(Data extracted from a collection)
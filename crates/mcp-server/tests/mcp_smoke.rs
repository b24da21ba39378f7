use anyhow::{Context, Result};
use rmcp::{model::CallToolRequestParam, service::ServiceExt, transport::TokioChildProcess};
use serde_json::Value;
use std::collections::HashSet;
use std::fs;
use std::time::Duration;
use tokio::process::Command;

#[tokio::test]
async fn mcp_exposes_report_tools() -> Result<()> {
    let temp = tempfile::tempdir().context("tempdir")?;
    let root = temp.path();
    let layouts = root.join("themes/default/layouts");
    fs::create_dir_all(&layouts).context("mkdir layouts")?;
    fs::write(layouts.join("default.htm"), b"").context("write layout")?;

    let mut cmd = Command::new(env!("CARGO_BIN_EXE_winter-mcp"));
    cmd.env("WINTER_MCP_ROOT", root);
    cmd.env("RUST_LOG", "warn");

    let transport = TokioChildProcess::new(cmd).context("spawn mcp server")?;
    let service = tokio::time::timeout(Duration::from_secs(10), ().serve(transport))
        .await
        .context("timeout starting MCP server")??;

    let tools = tokio::time::timeout(
        Duration::from_secs(10),
        service.list_tools(Default::default()),
    )
    .await
    .context("timeout listing tools")??;
    let tool_names: HashSet<&str> = tools.tools.iter().map(|t| t.name.as_ref()).collect();
    for expected in [
        "project_overview",
        "project_structure",
        "scaffolding_commands",
        "scaffolding_discovery",
        "view_structure",
        "development_guide",
    ] {
        assert!(
            tool_names.contains(expected),
            "missing tool '{expected}' (available: {tool_names:?})"
        );
    }

    let views_result = tokio::time::timeout(
        Duration::from_secs(10),
        service.call_tool(CallToolRequestParam {
            name: "view_structure".into(),
            arguments: Some(serde_json::Map::new()),
        }),
    )
    .await
    .context("timeout calling view_structure")??;

    assert_ne!(views_result.is_error, Some(true), "view_structure errored");
    let text = views_result
        .content
        .first()
        .and_then(|c| c.as_text())
        .map(|t| t.text.as_str())
        .context("view_structure missing text output")?;
    let report: Value = serde_json::from_str(text).context("view_structure output is JSON")?;
    assert_eq!(
        report["frontend_views"]["themes"]["default"]["layouts"],
        1,
        "unexpected report: {report}"
    );

    service.cancel().await.context("shutdown mcp service")?;
    Ok(())
}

__WORK ITEM__. Throughout the data above, report every line that contains the string "Duration".

__OUTPUT FOR THIS EXERCISE__.
use std::time::Duration;
    let service = tokio::time::timeout(Duration::from_secs(10), ().serve(transport))
        Duration::from_secs(10),
        Duration::from_secs(10),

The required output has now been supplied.